(Records from a data collection)
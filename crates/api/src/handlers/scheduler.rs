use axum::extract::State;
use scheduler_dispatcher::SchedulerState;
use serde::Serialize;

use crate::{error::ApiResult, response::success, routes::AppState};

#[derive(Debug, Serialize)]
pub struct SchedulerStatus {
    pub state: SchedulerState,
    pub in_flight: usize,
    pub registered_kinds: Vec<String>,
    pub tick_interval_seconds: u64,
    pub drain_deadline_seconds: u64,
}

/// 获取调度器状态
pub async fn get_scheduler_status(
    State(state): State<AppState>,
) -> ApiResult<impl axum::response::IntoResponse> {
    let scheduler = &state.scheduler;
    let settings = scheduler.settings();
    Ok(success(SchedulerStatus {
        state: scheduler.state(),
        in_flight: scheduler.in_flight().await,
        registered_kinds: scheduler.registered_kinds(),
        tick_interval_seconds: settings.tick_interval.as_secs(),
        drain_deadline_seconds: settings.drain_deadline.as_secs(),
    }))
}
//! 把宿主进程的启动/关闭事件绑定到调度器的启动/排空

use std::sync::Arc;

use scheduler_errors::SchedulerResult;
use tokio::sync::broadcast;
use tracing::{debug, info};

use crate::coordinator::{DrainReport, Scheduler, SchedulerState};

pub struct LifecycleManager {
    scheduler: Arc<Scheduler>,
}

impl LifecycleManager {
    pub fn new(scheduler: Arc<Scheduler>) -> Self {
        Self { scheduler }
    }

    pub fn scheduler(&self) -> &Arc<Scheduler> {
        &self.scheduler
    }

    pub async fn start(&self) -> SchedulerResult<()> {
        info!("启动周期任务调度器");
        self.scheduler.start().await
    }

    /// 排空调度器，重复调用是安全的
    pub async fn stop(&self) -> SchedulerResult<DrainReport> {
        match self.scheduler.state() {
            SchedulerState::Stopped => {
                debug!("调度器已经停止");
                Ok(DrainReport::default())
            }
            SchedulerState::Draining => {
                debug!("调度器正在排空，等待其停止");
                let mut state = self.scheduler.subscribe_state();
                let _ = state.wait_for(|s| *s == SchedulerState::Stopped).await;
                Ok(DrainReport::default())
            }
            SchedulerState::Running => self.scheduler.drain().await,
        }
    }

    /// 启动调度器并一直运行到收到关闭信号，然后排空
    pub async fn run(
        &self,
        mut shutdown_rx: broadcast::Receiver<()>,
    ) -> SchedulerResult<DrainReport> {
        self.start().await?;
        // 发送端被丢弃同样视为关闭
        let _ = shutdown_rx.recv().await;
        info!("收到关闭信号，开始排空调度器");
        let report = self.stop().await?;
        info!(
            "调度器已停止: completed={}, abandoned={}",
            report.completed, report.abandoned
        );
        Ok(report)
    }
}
* * *
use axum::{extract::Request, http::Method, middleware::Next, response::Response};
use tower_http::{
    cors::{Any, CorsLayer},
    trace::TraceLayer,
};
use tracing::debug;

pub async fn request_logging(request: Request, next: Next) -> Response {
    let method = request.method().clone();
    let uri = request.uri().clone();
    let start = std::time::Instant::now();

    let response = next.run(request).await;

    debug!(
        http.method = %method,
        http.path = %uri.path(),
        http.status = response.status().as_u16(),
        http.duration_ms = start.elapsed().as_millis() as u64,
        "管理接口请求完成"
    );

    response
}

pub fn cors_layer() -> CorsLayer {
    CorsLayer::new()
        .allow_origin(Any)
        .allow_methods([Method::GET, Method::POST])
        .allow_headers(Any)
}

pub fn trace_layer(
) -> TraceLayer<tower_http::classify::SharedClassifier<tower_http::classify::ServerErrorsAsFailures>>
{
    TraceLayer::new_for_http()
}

* [What the exercise asks]:
For the string "clone", go through the entries above and copy each line where it occurs.

* [Solution to the problem]:
    let method = request.method().clone();
    let uri = request.uri().clone();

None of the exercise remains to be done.